Segment Open
//! Terminal output formatting for the tpadder CLI.
//!
//! Provides Cargo-style status output with right-aligned coloured verbs.
//! All status output goes to stderr; stdout is reserved for machine-readable output.

use std::io::{self, IsTerminal, Write};
use std::path::Path;

/// ANSI escape codes.
const RESET: &str = "\x1b[0m";
const BOLD: &str = "\x1b[1m";
const DIM: &str = "\x1b[2m";
const RED: &str = "\x1b[31m";
const GREEN: &str = "\x1b[32m";
const YELLOW: &str = "\x1b[33m";

/// Width for right-aligned verb column.
const VERB_WIDTH: usize = 12;

/// Terminal-aware status printer.
///
/// Prints Cargo-style status lines to stderr with optional ANSI colours.
/// Colour is enabled when stderr is a terminal. Verbose lines are dropped
/// unless the printer was built with `verbose(true)`.
#[derive(Debug, Clone)]
pub struct Printer {
    color: bool,
    verbose: bool,
}

impl Default for Printer {
    fn default() -> Self {
        Self::new()
    }
}

impl Printer {
    pub fn new() -> Self {
        Self {
            color: io::stderr().is_terminal(),
            verbose: false,
        }
    }

    /// Enable or disable verbose status lines.
    pub fn verbose(mut self, verbose: bool) -> Self {
        self.verbose = verbose;
        self
    }

    /// Whether verbose lines are printed.
    pub fn is_verbose(&self) -> bool {
        self.verbose
    }

    /// Print a status line with a green bold verb.
    /// e.g. "     Padding tiles.png (64x64)"
    pub fn status(&self, verb: &str, message: &str) {
        self.print_line(GREEN, verb, message);
    }

    /// Print a success/completion line with a green bold verb.
    pub fn success(&self, verb: &str, message: &str) {
        self.print_line(GREEN, verb, message);
    }

    /// Print a dim line, only when verbose output is enabled.
    pub fn detail(&self, verb: &str, message: &str) {
        if self.verbose {
            self.print_line(DIM, verb, message);
        }
    }

    /// Print a warning line with a yellow bold verb.
    pub fn warning(&self, verb: &str, message: &str) {
        self.print_line(YELLOW, verb, message);
    }

    /// Print an error line with a red bold verb.
    pub fn error(&self, verb: &str, message: &str) {
        self.print_line(RED, verb, message);
    }

    fn print_line(&self, color: &str, verb: &str, message: &str) {
        let mut stderr = io::stderr().lock();
        if self.color {
            let _ = writeln!(
                stderr,
                "{BOLD}{color}{verb:>VERB_WIDTH$}{RESET} {message}"
            );
        } else {
            let _ = writeln!(stderr, "{verb:>VERB_WIDTH$} {message}");
        }
    }
}

/// Pluralize a count: `plural(1, "sheet", "sheets")` → "1 sheet".
pub fn plural(n: usize, singular: &str, pluralized: &str) -> String {
    if n == 1 {
        format!("{} {}", n, singular)
    } else {
        format!("{} {}", n, pluralized)
    }
}

/// Return a relative display path when possible, absolute otherwise.
pub fn display_path(path: &Path) -> String {
    if let Ok(cwd) = std::env::current_dir() {
        if let Ok(relative) = path.strip_prefix(&cwd) {
            let s = relative.display().to_string();
            if s.is_empty() {
                return ".".to_string();
            }
            return s;
        }
    }
    path.display().to_string()
}
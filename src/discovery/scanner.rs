//! File system scanner for tile sheet inputs.
//!
//! Expands command-line inputs into PNG files: files are taken as given,
//! directories are walked recursively.

use std::path::{Path, PathBuf};

use walkdir::WalkDir;

use super::manifest::Manifest;

/// Check whether a path looks like a PNG file (case-insensitive extension).
pub fn is_png(path: &Path) -> bool {
    path.extension()
        .and_then(|e| e.to_str())
        .is_some_and(|e| e.eq_ignore_ascii_case("png"))
}

/// Scan a directory for PNG files, sorted by path.
pub fn scan_directory(root: &Path, manifest: &Manifest) -> Vec<PathBuf> {
    let mut found: Vec<PathBuf> = WalkDir::new(root)
        .follow_links(true)
        .into_iter()
        .filter_map(|e| e.ok())
        .filter(|e| e.file_type().is_file())
        .map(|e| e.into_path())
        .filter(|p| is_png(p) && !manifest.is_excluded(p.strip_prefix(root).unwrap_or(p)))
        .collect();

    found.sort();
    found
}

/// Expand input paths into the list of sheets to process.
///
/// Explicit files are kept in the order given, even without a `.png`
/// extension or when they match an exclude pattern, so the decoder can
/// report on them. Paths that do not exist are kept as well; they fail
/// later as decode errors for that item alone.
pub fn collect_inputs(paths: &[PathBuf], manifest: &Manifest) -> Vec<PathBuf> {
    let mut inputs = Vec::new();

    for path in paths {
        if path.is_dir() {
            inputs.extend(scan_directory(path, manifest));
        } else {
            inputs.push(path.clone());
        }
    }

    inputs
}

#[cfg(test)]
mod tests {
    use super::*;
    use std::fs;
    use tempfile::tempdir;

    #[test]
    fn test_is_png() {
        assert!(is_png(Path::new("tiles.png")));
        assert!(is_png(Path::new("TILES.PNG")));
        assert!(!is_png(Path::new("tiles.jpg")));
        assert!(!is_png(Path::new("tiles")));
    }

    #[test]
    fn test_scan_directory_recursive_and_sorted() {
        let dir = tempdir().unwrap();
        fs::create_dir_all(dir.path().join("nested")).unwrap();
        fs::write(dir.path().join("b.png"), b"").unwrap();
        fs::write(dir.path().join("a.png"), b"").unwrap();
        fs::write(dir.path().join("notes.txt"), b"").unwrap();
        fs::write(dir.path().join("nested/c.PNG"), b"").unwrap();

        let found = scan_directory(dir.path(), &Manifest::default());

        assert_eq!(
            found,
            vec![
                dir.path().join("a.png"),
                dir.path().join("b.png"),
                dir.path().join("nested/c.PNG"),
            ]
        );
    }

    #[test]
    fn test_scan_directory_honours_excludes() {
        let dir = tempdir().unwrap();
        fs::write(dir.path().join("tiles.png"), b"").unwrap();
        fs::write(dir.path().join("tiles_Highlighted.png"), b"").unwrap();

        let manifest = Manifest {
            excludes: vec!["*_Highlighted.png".to_string()],
            ..Default::default()
        };

        assert_eq!(
            scan_directory(dir.path(), &manifest),
            vec![dir.path().join("tiles.png")]
        );
    }

    #[test]
    fn test_collect_inputs_keeps_explicit_files() {
        let dir = tempdir().unwrap();
        fs::create_dir_all(dir.path().join("sheets")).unwrap();
        fs::write(dir.path().join("sheets/x.png"), b"").unwrap();

        let missing = dir.path().join("missing.png");
        let inputs = collect_inputs(
            &[missing.clone(), dir.path().join("sheets")],
            &Manifest::default(),
        );

        assert_eq!(inputs, vec![missing, dir.path().join("sheets/x.png")]);
    }
}
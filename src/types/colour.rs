//! Colour type and parsing.

use std::fmt;
use std::str::FromStr;

use image::Rgba;

use crate::error::{TpError, Result};

/// An RGBA colour value.
#[derive(Debug, Clone, Copy, PartialEq, Eq, Hash, Default)]
pub struct Colour {
    pub r: u8,
    pub g: u8,
    pub b: u8,
    pub a: u8,
}

impl Colour {
    /// Create a new colour from RGBA components.
    pub const fn new(r: u8, g: u8, b: u8, a: u8) -> Self {
        Self { r, g, b, a }
    }

    /// Create a new opaque colour from RGB components.
    pub const fn rgb(r: u8, g: u8, b: u8) -> Self {
        Self { r, g, b, a: 255 }
    }

    /// Fully transparent colour.
    pub const TRANSPARENT: Self = Self::new(0, 0, 0, 0);

    /// Black.
    pub const BLACK: Self = Self::rgb(0, 0, 0);

    /// White. The default highlight colour.
    pub const WHITE: Self = Self::rgb(255, 255, 255);

    /// Mid grey, used behind preview panels.
    pub const GREY: Self = Self::rgb(128, 128, 128);

    /// Parse a colour given as hex or as a CSS/SVG colour name.
    ///
    /// Strings starting with `#` are always treated as hex. Anything else is
    /// looked up as a colour name first (`white`, `gold`, `cornflowerblue`)
    /// and falls back to hex without the leading `#`.
    pub fn parse(s: &str) -> Result<Self> {
        let s = s.trim();
        if s.starts_with('#') {
            return Self::from_hex(s);
        }

        match palette::named::from_str(&s.to_ascii_lowercase()) {
            Some(named) => Ok(Self::rgb(named.red, named.green, named.blue)),
            None => Self::from_hex(s).map_err(|_| TpError::Parse {
                message: format!("Unknown colour: {}", s),
                help: Some(
                    "Use a colour name like 'white' or hex like #RRGGBB or #RRGGBBAA".to_string(),
                ),
            }),
        }
    }

    /// Parse a hex colour string.
    ///
    /// Supports formats:
    /// - `#RGB` (3 digits, expanded to 6)
    /// - `#RGBA` (4 digits, expanded to 8)
    /// - `#RRGGBB` (6 digits)
    /// - `#RRGGBBAA` (8 digits)
    pub fn from_hex(s: &str) -> Result<Self> {
        let s = s.trim();
        let hex = s.strip_prefix('#').unwrap_or(s);

        if !hex.is_ascii() {
            return Err(invalid_hex(s));
        }

        match hex.len() {
            3 | 4 => {
                // Short form: each digit doubles, #F08 -> #FF0088
                let mut channels = [255u8; 4];
                for (i, c) in hex.chars().enumerate() {
                    let d = parse_hex_digit(c)?;
                    channels[i] = d << 4 | d;
                }
                let [r, g, b, a] = channels;
                Ok(Self::new(r, g, b, a))
            }
            6 | 8 => {
                let mut channels = [255u8; 4];
                for i in 0..hex.len() / 2 {
                    channels[i] = parse_hex_byte(&hex[i * 2..i * 2 + 2])?;
                }
                let [r, g, b, a] = channels;
                Ok(Self::new(r, g, b, a))
            }
            _ => Err(invalid_hex(s)),
        }
    }

    /// Convert to RGBA array.
    pub fn to_rgba(self) -> [u8; 4] {
        [self.r, self.g, self.b, self.a]
    }

    /// Check if the colour is fully transparent.
    pub fn is_transparent(self) -> bool {
        self.a == 0
    }

    /// Check if the colour is fully opaque.
    pub fn is_opaque(self) -> bool {
        self.a == 255
    }
}

impl From<Colour> for Rgba<u8> {
    fn from(colour: Colour) -> Self {
        Rgba(colour.to_rgba())
    }
}

impl From<Rgba<u8>> for Colour {
    fn from(pixel: Rgba<u8>) -> Self {
        let [r, g, b, a] = pixel.0;
        Self::new(r, g, b, a)
    }
}

impl FromStr for Colour {
    type Err = TpError;

    fn from_str(s: &str) -> Result<Self> {
        Self::parse(s)
    }
}

impl fmt::Display for Colour {
    fn fmt(&self, f: &mut fmt::Formatter<'_>) -> fmt::Result {
        if self.a == 255 {
            write!(f, "#{:02X}{:02X}{:02X}", self.r, self.g, self.b)
        } else {
            write!(f, "#{:02X}{:02X}{:02X}{:02X}", self.r, self.g, self.b, self.a)
        }
    }
}

fn invalid_hex(s: &str) -> TpError {
    TpError::Parse {
        message: format!("Invalid hex colour: {}", s),
        help: Some("Use #RGB, #RGBA, #RRGGBB, or #RRGGBBAA format".to_string()),
    }
}

/// Parse a single hex digit.
fn parse_hex_digit(c: char) -> Result<u8> {
    c.to_digit(16)
        .map(|d| d as u8)
        .ok_or_else(|| TpError::Parse {
            message: format!("Invalid hex digit: {}", c),
            help: None,
        })
}

/// Parse a two-character hex byte.
fn parse_hex_byte(s: &str) -> Result<u8> {
    u8::from_str_radix(s, 16).map_err(|_| TpError::Parse {
        message: format!("Invalid hex byte: {}", s),
        help: None,
    })
}
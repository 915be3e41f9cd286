//! Pad command implementation.
//!
//! Pads every input sheet and writes the results, optionally with a
//! highlighted variant beside each one.

use std::fs;
use std::path::{Path, PathBuf};

use clap::Args;

use crate::batch::{run_batch, Job};
use crate::discovery::{collect_inputs, find_manifest, is_png, Manifest};
use crate::error::{Result, TpError};
use crate::output::{display_path, plural, Printer};

use super::SettingsArgs;

/// Pad tile sheets with transparent gutters
#[derive(Args, Debug)]
pub struct PadArgs {
    /// Tile sheets to pad (PNG files or directories)
    #[arg(required = true)]
    pub inputs: Vec<PathBuf>,

    /// Output file for a single sheet, or output directory [default: dist]
    #[arg(long, short)]
    pub output: Option<PathBuf>,

    #[command(flatten)]
    pub settings: SettingsArgs,

    /// Print a JSON report of every sheet to stdout
    #[arg(long)]
    pub json: bool,
}

/// Where padded sheets are written.
#[derive(Debug, Clone, PartialEq, Eq)]
pub enum Destination {
    /// A single sheet saved at exactly this path.
    File(PathBuf),
    /// Each sheet saved as `<dir>/<stem>.png`.
    Directory(PathBuf),
}

impl Destination {
    /// A `.png` output with exactly one input names a file; anything else
    /// is a directory, falling back to the manifest's output directory.
    pub fn resolve(inputs: &[PathBuf], output: Option<&Path>, manifest: &Manifest) -> Self {
        match output {
            Some(path) if inputs.len() == 1 && is_png(path) => Self::File(path.to_path_buf()),
            Some(path) => Self::Directory(path.to_path_buf()),
            None => Self::Directory(manifest.output.clone()),
        }
    }

    /// Pair every input with its output path.
    pub fn jobs(&self, inputs: &[PathBuf]) -> Vec<Job> {
        inputs
            .iter()
            .map(|source| {
                let output = match self {
                    Self::File(path) => path.clone(),
                    Self::Directory(dir) => {
                        let stem = source
                            .file_stem()
                            .map(|s| s.to_string_lossy().into_owned())
                            .unwrap_or_else(|| "sheet".to_string());
                        dir.join(format!("{}.png", stem))
                    }
                };
                Job {
                    source: source.clone(),
                    output,
                }
            })
            .collect()
    }
}

pub fn run(args: PadArgs, printer: &Printer) -> Result<()> {
    let (manifest, manifest_path) = find_manifest(args.settings.config.as_deref(), Path::new("."))?;
    if let Some(path) = &manifest_path {
        printer.detail("Manifest", &display_path(path));
    }

    let options = args.settings.resolve(&manifest)?;
    if printer.is_verbose() {
        let mut settings = format!(
            "{}px blocks, {}px gutter",
            options.config.block_size, options.config.gutter
        );
        if options.highlight {
            settings.push_str(&format!(", highlight {}", options.colour));
        }
        printer.detail("Settings", &settings);
    }

    let inputs = collect_inputs(&args.inputs, &manifest);
    if inputs.is_empty() {
        return Err(TpError::Batch {
            message: "No tile sheets found".to_string(),
            help: Some("Pass PNG files or directories that contain them".to_string()),
        });
    }

    let destination = Destination::resolve(&inputs, args.output.as_deref(), &manifest);

    // Create output directory if needed
    if let Destination::Directory(dir) = &destination {
        if !dir.exists() {
            fs::create_dir_all(dir).map_err(|e| TpError::Io {
                path: dir.clone(),
                message: format!("Failed to create output directory: {}", e),
            })?;
        }
    }

    let jobs = destination.jobs(&inputs);
    let report = run_batch(&jobs, &options, printer);

    if args.json {
        println!("{}", report.to_json()?);
    }

    if report.is_success() {
        printer.success(
            "Finished",
            &format!("padded {}", plural(report.total, "sheet", "sheets")),
        );
        Ok(())
    } else {
        printer.warning(
            "Finished",
            &format!("padded {} of {} sheets", report.succeeded, report.total),
        );
        Err(TpError::Batch {
            message: format!(
                "{} of {} failed",
                report.failed(),
                plural(report.total, "sheet", "sheets")
            ),
            help: Some("Earlier messages name each failing sheet".to_string()),
        })
    }
}
//! Raster transforms and image I/O.
//!
//! `tiler` and `outline` are the pure transform core; `png` is the codec
//! boundary where all I/O errors originate; `preview` builds thumbnails.

mod outline;
mod png;
mod preview;
mod tiler;

pub use outline::{find_edges, highlighted_and_padded, recolor_edges, EDGE_ALPHA};
pub use png::{highlighted_path, load_raster, write_png, HIGHLIGHT_SUFFIX};
pub use preview::{preview_strip, thumbnail, DEFAULT_PREVIEW_SIZE, PANEL_MARGIN};
pub use tiler::pad;
//! Gutter insertion.
//!
//! Cuts a tile sheet into whole blocks and re-emits them on a transparent
//! canvas with a fixed gap between neighbours, so filtered sampling of one
//! tile never reads its neighbour's pixels.

use image::{imageops, RgbaImage};

use crate::error::Result;
use crate::types::{BlockGrid, PadConfig};

/// Pad a tile sheet with transparent gutters between blocks.
///
/// Blocks are copied verbatim, alpha included, with no blending. Pixels past
/// the last whole block on either axis are not copied; the output still
/// reserves their extent as transparent space. A source smaller than one
/// block yields a fully transparent raster (see [`BlockGrid::padded_size`]).
///
/// The only error is an invalid configuration.
pub fn pad(source: &RgbaImage, config: &PadConfig) -> Result<RgbaImage> {
    let grid = BlockGrid::new(source.width(), source.height(), config)?;
    let (width, height) = grid.padded_size()?;

    // ImageBuffer::new zero-fills, so every gutter starts as (0, 0, 0, 0)
    let mut padded = RgbaImage::new(width, height);
    let size = grid.block_size;

    for (bx, by) in grid.blocks() {
        let (sx, sy) = grid.source_origin(bx, by);
        let (dx, dy) = grid.padded_origin(bx, by);

        let block = imageops::crop_imm(source, sx, sy, size, size).to_image();
        imageops::replace(&mut padded, &block, dx as i64, dy as i64);
    }

    Ok(padded)
}
use std::path::PathBuf;

use miette::Diagnostic;
use thiserror::Error;

/// Main error type for tpadder operations
#[derive(Error, Diagnostic, Debug)]
pub enum TpError {
    #[error("Unable to load {path}: {message}")]
    #[diagnostic(code(tpadder::decode))]
    Decode {
        path: PathBuf,
        message: String,
        #[help]
        help: Option<String>,
    },

    #[error("Unable to save {path}: {message}")]
    #[diagnostic(code(tpadder::encode))]
    Encode { path: PathBuf, message: String },

    #[error("Invalid configuration: {message}")]
    #[diagnostic(code(tpadder::config))]
    InvalidConfig {
        message: String,
        #[help]
        help: Option<String>,
    },

    #[error("Refusing to write {path}: {message}")]
    #[diagnostic(code(tpadder::conflict))]
    Conflict {
        path: PathBuf,
        message: String,
        #[help]
        help: Option<String>,
    },

    #[error("IO error with {path}: {message}")]
    #[diagnostic(code(tpadder::io))]
    Io { path: PathBuf, message: String },

    #[error("Parse error: {message}")]
    #[diagnostic(code(tpadder::parse))]
    Parse {
        message: String,
        #[help]
        help: Option<String>,
    },

    #[error("{message}")]
    #[diagnostic(code(tpadder::batch))]
    Batch {
        message: String,
        #[help]
        help: Option<String>,
    },
}

pub type Result<T> = std::result::Result<T, TpError>;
Segment Closed
How many lines of the material above contain the word "kept"? Answer with the number only.

2